En effet, le déficit démocratique du régime Bourque et l’expérience de la CDUM avaient conduit à la mise sur pied, en 2000, d’une commission consultative sur les pratiques montréalaises de consultation en urbanisme. Présidée par vous-même, monsieur le Maire, la commission recommandait en novembre 2000 des mécanismes nouveaux, dont un organisme autonome et indépendant «afin de crédibiliser la consultation publique» (Rapport, p. 74). Le rapport décrivait aussi les attributs de cet organisme et les grandes lignes de son mandat.
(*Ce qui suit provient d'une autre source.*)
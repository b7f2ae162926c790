//! Events to drive say dialogs and the notifications they send back.
use bevy::prelude::*;

use self::{notifications::*, requests::*};

pub mod notifications;
pub mod requests;

/// All the built-in events for `bevy_say_dialog`.
pub(crate) struct SayDialogEventsPlugin;

impl Plugin for SayDialogEventsPlugin {
    fn build(&self, app: &mut App) {
        app.add_event::<SayRequest>()
            .add_event::<ContinueRequest>()
            .add_event::<StopSayRequest>()
            .add_event::<ClearSayRequest>()
            .add_event::<SayCompleted>()
            .add_event::<AudioCue>()
            .add_event::<PortraitDimmed>();
    }
}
Ces recommandations furent immédiatement retenues en haut lieu: la Loi 170 créant la nouvelle ville de Montréal instituait l'office de consultation publique de Montréal (OCPM).


Le mandat de l’OCPM

Selon la Charte de la ville de Montréal, le premier volet du mandat de l’OCPM est de proposer un cadre de consultation publique à toutes les instances de la ville, arrondissements compris. Les autres volets de son mandat touchent les consultations qu’il mène, à la demande du conseil de la ville ou du comité exécutif. C’est pour bien réaliser ce mandat et pour en être l’illustration vivante que l’OCPM s’est donné des principes directeurs, des règles de procédure et un code de déontologie.
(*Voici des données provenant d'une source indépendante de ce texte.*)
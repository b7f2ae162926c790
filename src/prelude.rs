//! Prelude for the `bevy_say_dialog` crate.
pub use super::{SayDialogPlugin, SayDialogSet};
pub use super::{
    character::*,
    context::*,
    dialog::{commands::*, fade::*, say::SayCoordinator, *},
    errors::*,
    events::{notifications::*, requests::*},
    settings::*,
    stage::{PortraitTween, Stage, StagePortrait, DIMMED_PORTRAIT_COLOR},
    substitution::*,
    writer::*,
};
Pour un projet comme Griffintown, le recours à l’OCPM s’imposait donc à la fois pour des raisons d’expertise tout autant que pour ménager une distance salutaire entre les citoyens à consulter et les élus appelés à prendre une décision à la lumière de la consultation publique.


Pourquoi le projet Griffintown fait-il exception ?

Dans ce contexte, la décision de ne pas confier la consultation publique sur le projet Griffintown à l’OCPM, et même de lui refuser un rôle conseil, est inquiétante d’autant plus qu’elle est accompagnée de déclarations de certains élus qui marginalisent a priori les avis du Conseil du patrimoine. Cette décision soulève certaines questions:

- Pourquoi est-ce le seul projet montréalais de cette importance qui fasse exception à la procédure de consultation publique de l’OCPM ?

- Est-ce qu’à un certain moment, la consultation formelle des citoyens devient menaçante en soi ?

Dans ce contexte, la décision de l'administration municipale de ne pas confier la consultation publique sur le projet Griffintown à l’OCPM, et même de lui refuser un rôle conseil, est inquiétante. Il en est de même des déclarations de certains élus qui marginalisent a priori les avis du Conseil du patrimoine.

Bref rappel historique

Pour bon nombre d’observateurs de longue date, ces événements évoquent ce qui s’était passé entre 1986 et 1994. L’administration Doré, tournant la page sur le régime précédent, avait entrepris de moderniser et de démocratiser les pratiques d’urbanisme à Montréal. Le premier plan d’urbanisme voyait le jour en 1992. Le Bureau de consultation de Montréal (BCM), créé à ce moment-là, initiait les Montréalais à la consultation publique sur des projets et des programmes importants.

Or, après quelques années, l’administration Doré a écarté progressivement le BCM des grands dossiers. Lui succédant en 1994, l’administration Bourque a aboli le BCM pour créer éventuellement la Commission de développement urbain de Montréal (CDUM), de triste mémoire.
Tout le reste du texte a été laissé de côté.